Saved data entries:
-.-.-

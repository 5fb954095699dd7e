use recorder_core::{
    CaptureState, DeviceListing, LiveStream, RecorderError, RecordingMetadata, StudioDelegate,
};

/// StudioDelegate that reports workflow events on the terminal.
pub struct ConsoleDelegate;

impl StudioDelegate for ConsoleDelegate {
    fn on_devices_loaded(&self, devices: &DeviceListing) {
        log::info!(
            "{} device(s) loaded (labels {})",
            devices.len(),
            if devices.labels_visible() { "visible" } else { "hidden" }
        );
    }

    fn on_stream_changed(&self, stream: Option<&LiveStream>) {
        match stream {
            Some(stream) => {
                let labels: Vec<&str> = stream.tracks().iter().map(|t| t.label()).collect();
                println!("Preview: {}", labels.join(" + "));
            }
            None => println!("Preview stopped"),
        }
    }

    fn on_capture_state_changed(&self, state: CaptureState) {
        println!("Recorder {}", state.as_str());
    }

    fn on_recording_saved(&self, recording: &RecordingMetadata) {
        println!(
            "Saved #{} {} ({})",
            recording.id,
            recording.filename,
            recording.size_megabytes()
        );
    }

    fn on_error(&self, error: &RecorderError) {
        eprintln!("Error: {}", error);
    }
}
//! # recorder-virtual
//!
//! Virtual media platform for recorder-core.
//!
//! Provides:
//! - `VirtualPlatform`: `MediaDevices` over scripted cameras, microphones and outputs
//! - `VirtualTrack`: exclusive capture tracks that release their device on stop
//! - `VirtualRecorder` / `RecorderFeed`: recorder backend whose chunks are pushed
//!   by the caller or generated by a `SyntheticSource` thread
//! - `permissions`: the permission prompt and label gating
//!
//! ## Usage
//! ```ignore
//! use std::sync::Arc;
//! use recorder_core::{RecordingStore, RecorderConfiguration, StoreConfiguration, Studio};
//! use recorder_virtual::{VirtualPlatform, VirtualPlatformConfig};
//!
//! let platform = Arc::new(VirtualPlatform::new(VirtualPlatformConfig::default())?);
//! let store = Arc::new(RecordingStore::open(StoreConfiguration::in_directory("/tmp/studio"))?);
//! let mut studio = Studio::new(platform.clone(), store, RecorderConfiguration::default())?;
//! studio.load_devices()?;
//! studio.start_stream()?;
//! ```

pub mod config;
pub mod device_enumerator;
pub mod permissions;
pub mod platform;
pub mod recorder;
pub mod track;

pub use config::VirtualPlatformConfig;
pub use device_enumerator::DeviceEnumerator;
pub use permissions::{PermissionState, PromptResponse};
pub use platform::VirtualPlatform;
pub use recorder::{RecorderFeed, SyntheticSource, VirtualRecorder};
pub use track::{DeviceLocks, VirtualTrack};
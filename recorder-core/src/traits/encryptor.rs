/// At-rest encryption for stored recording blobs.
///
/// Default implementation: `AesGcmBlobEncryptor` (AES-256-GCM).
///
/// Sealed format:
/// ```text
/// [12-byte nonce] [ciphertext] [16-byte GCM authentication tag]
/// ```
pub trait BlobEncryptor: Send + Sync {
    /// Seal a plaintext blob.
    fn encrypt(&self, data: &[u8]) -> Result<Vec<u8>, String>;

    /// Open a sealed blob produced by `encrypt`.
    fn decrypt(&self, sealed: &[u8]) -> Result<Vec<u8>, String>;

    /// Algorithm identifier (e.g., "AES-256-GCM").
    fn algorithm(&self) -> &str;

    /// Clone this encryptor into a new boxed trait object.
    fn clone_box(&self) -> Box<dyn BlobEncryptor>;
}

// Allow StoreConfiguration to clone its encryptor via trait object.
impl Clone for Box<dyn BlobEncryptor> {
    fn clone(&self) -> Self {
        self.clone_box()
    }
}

-.-.-

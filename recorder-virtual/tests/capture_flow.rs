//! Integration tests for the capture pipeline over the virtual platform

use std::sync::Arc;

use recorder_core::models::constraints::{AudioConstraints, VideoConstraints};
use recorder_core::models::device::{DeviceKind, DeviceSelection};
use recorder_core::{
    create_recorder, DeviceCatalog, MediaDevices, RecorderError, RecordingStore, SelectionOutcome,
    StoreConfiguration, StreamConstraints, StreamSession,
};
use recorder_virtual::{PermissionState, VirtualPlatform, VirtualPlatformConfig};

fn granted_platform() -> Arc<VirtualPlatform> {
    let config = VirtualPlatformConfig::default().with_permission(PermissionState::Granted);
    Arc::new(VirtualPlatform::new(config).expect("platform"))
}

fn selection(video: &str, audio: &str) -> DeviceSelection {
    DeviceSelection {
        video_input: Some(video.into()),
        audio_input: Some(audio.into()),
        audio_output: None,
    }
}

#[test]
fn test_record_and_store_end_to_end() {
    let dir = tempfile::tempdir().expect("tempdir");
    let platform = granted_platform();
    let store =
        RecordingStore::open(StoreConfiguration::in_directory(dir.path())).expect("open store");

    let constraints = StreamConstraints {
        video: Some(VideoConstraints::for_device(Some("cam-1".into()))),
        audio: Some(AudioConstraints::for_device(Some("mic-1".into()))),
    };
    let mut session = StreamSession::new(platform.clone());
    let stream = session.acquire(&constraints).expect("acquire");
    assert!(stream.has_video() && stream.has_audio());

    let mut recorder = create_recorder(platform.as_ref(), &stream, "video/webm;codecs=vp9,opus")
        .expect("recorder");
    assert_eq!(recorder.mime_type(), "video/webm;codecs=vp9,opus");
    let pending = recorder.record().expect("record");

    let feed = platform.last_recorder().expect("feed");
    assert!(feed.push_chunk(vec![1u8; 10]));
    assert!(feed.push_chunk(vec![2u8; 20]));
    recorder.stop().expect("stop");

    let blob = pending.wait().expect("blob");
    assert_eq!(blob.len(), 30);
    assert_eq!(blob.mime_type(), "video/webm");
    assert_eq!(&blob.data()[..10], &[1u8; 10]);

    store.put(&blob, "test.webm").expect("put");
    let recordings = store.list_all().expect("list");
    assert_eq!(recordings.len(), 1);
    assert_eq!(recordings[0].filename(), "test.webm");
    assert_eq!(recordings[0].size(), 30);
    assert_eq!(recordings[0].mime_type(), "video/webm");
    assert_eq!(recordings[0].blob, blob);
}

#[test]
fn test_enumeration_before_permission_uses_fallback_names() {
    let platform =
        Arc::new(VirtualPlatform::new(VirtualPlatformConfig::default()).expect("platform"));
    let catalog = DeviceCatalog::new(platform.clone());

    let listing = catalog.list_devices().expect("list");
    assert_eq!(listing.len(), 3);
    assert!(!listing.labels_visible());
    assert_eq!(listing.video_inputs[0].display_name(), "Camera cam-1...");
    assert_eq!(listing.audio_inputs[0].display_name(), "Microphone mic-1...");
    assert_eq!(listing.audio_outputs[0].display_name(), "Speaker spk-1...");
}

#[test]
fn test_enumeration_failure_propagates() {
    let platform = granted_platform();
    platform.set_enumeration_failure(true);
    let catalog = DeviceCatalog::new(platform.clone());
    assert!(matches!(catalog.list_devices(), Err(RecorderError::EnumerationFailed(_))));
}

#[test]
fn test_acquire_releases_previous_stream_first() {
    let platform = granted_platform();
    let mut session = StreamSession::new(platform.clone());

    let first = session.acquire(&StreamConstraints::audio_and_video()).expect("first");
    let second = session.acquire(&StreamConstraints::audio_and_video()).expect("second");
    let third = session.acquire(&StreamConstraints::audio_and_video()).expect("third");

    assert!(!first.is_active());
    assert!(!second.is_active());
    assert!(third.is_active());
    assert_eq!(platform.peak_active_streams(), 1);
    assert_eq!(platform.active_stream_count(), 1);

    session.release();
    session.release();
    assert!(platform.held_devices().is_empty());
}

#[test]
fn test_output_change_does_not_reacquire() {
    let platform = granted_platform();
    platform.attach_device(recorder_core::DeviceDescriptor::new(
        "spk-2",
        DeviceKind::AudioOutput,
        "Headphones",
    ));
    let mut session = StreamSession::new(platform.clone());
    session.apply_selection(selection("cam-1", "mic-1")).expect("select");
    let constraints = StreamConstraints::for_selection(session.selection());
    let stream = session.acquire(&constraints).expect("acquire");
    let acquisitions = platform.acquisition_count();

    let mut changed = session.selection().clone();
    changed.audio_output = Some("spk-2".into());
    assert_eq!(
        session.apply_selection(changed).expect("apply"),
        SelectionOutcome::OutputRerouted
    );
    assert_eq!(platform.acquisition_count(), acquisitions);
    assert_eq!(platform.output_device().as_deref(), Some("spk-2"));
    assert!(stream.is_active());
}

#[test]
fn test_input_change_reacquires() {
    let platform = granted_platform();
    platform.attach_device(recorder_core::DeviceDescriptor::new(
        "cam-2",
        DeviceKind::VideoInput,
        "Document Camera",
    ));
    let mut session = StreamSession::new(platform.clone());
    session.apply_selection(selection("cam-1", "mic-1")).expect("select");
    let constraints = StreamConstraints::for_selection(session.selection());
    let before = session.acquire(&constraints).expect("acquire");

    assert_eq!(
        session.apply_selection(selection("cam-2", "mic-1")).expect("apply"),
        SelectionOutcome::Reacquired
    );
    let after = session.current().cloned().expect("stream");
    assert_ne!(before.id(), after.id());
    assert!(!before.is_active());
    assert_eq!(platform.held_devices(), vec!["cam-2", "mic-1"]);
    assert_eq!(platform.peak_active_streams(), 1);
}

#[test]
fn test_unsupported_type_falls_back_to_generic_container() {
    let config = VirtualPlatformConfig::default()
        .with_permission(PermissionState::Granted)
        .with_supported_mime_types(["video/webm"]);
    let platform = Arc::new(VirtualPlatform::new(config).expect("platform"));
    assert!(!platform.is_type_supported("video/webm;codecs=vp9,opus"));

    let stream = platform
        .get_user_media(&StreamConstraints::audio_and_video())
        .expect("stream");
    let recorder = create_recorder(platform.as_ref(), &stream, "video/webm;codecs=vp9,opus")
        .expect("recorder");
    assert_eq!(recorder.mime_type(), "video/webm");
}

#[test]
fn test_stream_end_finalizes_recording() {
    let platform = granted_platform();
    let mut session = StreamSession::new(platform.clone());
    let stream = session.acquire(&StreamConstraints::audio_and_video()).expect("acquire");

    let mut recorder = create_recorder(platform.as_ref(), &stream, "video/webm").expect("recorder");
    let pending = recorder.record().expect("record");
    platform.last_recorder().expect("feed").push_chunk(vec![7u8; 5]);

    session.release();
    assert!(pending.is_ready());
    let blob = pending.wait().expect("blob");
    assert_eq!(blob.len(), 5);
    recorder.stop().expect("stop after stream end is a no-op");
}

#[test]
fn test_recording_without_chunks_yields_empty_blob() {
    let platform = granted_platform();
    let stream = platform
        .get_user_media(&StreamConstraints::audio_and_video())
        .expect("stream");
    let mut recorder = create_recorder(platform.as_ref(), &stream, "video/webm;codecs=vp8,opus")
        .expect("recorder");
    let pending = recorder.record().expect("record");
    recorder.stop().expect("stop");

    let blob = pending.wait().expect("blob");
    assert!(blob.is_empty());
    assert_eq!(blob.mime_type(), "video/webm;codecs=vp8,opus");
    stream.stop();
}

-.-.-

### About this exercise
Search the entries for the string "that" and copy each line where it occurs.

### Response area
/// StudioDelegate that reports workflow events on the terminal.
//! - `VirtualTrack`: exclusive capture tracks that release their device on stop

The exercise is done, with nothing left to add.